The proposed method has a number of limitations. The cut made at the mitral valve annulus of the 3D LA mesh during method initialization imposes a limitation on the unfold. Since it is desirable for the PV ostia to lie centrally and approximately symmetrically on the 2D unfold, the cut on the left and right sides should be such that its geodesic distance from left and right PVs are alike. The same applies to the posterior and anterior sides and their distance from LA roof. However, obtaining the optimal cut manually can be difficult given the above constraints, and further, the folding of the LA surface at the appendage makes it challenging. Consequently, in some instances, a few sub-optimal cut configurations were explored before generating the 2D unfold. Operator bias and thus inter-observer variation was not completely eliminated.

There were limitations in the methods used for validating the 2D unfold. A 2D unfold of the glass-heart phantom was generated and distances on the phantom were compared, i.e. physical versus 2D. Point correspondence between physical and virtual 3D/2D was established in this work using simple visual assessment, i.e. for a point selected on the glass-heart, its position on the 3D LA mesh was manually selected. There are novel ways of determining where exactly a point lies in physical space and this is by employing magnetic trackers or some form of imaging. Establishing correspondence manually introduces errors but this was minimized by selecting points in regions that were anatomically distinct.

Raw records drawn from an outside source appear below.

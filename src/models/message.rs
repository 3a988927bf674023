//! Finalized message types produced at the end of a stream session.

use chrono::{DateTime, Utc};
use serde::{Deserialize, Serialize};

/// Outcome of one executed action, as reported by the backend in the
/// terminal `complete` event.
#[derive(Debug, Clone, PartialEq, Serialize, Deserialize)]
pub struct ActionOutcome {
    /// Service the action ran against (e.g. "jira", "slack")
    pub service: String,
    /// Action name (e.g. "create_issue", "send_message")
    pub action: String,
    /// Whether the action succeeded
    pub success: bool,
    /// Result summary, present on success
    #[serde(default, skip_serializing_if = "Option::is_none")]
    pub result: Option<String>,
    /// Error text, present on failure
    #[serde(default, skip_serializing_if = "Option::is_none")]
    pub error: Option<String>,
}

/// The finalized assistant message for one completed exchange.
///
/// Handed to the terminal callback exactly once; persisting it is the
/// conversation-history layer's job, not this crate's.
#[derive(Debug, Clone, PartialEq, Serialize, Deserialize)]
pub struct AssistantReply {
    /// Narration text shown to the user
    pub text: String,
    /// Actions the backend executed for this exchange
    pub actions_taken: Vec<ActionOutcome>,
    /// When the reply was finalized on the client
    pub created_at: DateTime<Utc>,
}

impl AssistantReply {
    /// Create a reply stamped with the current time.
    pub fn new(text: impl Into<String>, actions_taken: Vec<ActionOutcome>) -> Self {
        Self {
            text: text.into(),
            actions_taken,
            created_at: Utc::now(),
        }
    }
}

#[cfg(test)]
mod tests {
    use super::*;

    #[test]
    fn test_action_outcome_serialization() {
        let outcome = ActionOutcome {
            service: "jira".to_string(),
            action: "create_issue".to_string(),
            success: true,
            result: Some("PROJ-42 created".to_string()),
            error: None,
        };

        let json = serde_json::to_string(&outcome).expect("Failed to serialize");
        assert!(json.contains("PROJ-42"));
        // Absent error must be omitted entirely
        assert!(!json.contains("\"error\""));

        let deserialized: ActionOutcome = serde_json::from_str(&json).expect("Failed to deserialize");
        assert_eq!(outcome, deserialized);
    }

    #[test]
    fn test_action_outcome_failure_shape() {
        let json = r#"{"service": "slack", "action": "send_message", "success": false, "error": "channel not found"}"#;
        let outcome: ActionOutcome = serde_json::from_str(json).unwrap();
        assert!(!outcome.success);
        assert_eq!(outcome.error, Some("channel not found".to_string()));
        assert!(outcome.result.is_none());
    }

    #[test]
    fn test_assistant_reply_new() {
        let reply = AssistantReply::new("All done", vec![]);
        assert_eq!(reply.text, "All done");
        assert!(reply.actions_taken.is_empty());
    }
}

The 2D unfold was validated in this work by quantifying distortion. Distortion maps were generated for various shapes and LA models. In these maps, the mean distance to adjacent neighbours in a mesh is considered. Points farther away from immediately adjacent neighbours are not considered. Given that distortion tends to be greater when computed over larger distances and areas, this can be a limitation of these maps. However, distortion over larger regions was investigated in the segmental evaluation of clinical cases with plots in Fig. 10. Data points have a wider spread and deviate from the linear relationship for larger distances and areas indicating greater distortion.

All 2D unfold explored in this work was on a square. The square was chosen as it can be more convenient to work with on a flat visual display unit. Other shapes are not explored and one good candidate for mapping would be on a circle. Mapping on the square imposes significant distortions at corners; a circle offers smoother gradients at its edges and is thus expected to have lesser distortions. However, representing it on a flat visual display unit can present some difficulties especially when zooming in whereby a section of circle can get clipped.

The 2D unfold implemented in this work was validated using various techniques. It has potential uses in many areas including LA ablation procedures for simplifying visualization. However, it was not validated within a real-time ablation procedure. This would involve unfolding either the electroanatomical maps acquired during a procedure or unfolding the pre-ablation MRI data. The 2D unfold map would be assessed to see if it offered any advantages over a 3D map.

6. Conclusions

Procedural guidance using a 3D mesh can be cumbersome and demands constant interaction with the geometry. The use of planar maps with point-by-point catheter technologies (manual or robotic) could decrease the complexity of navigation and even improve navigation by less experienced operators. The proposed work investigates an approach to flatten and visualize 3D LA geometry along with scar and/or endocardial voltage information on a 2D planar map. The 2D unfold is both quantitatively and qualitatively validated and several clinical proof-of-concept clinical applications are demonstrated. Future work will look into employing planar maps in live catheter procedures and to evaluate clinical utility.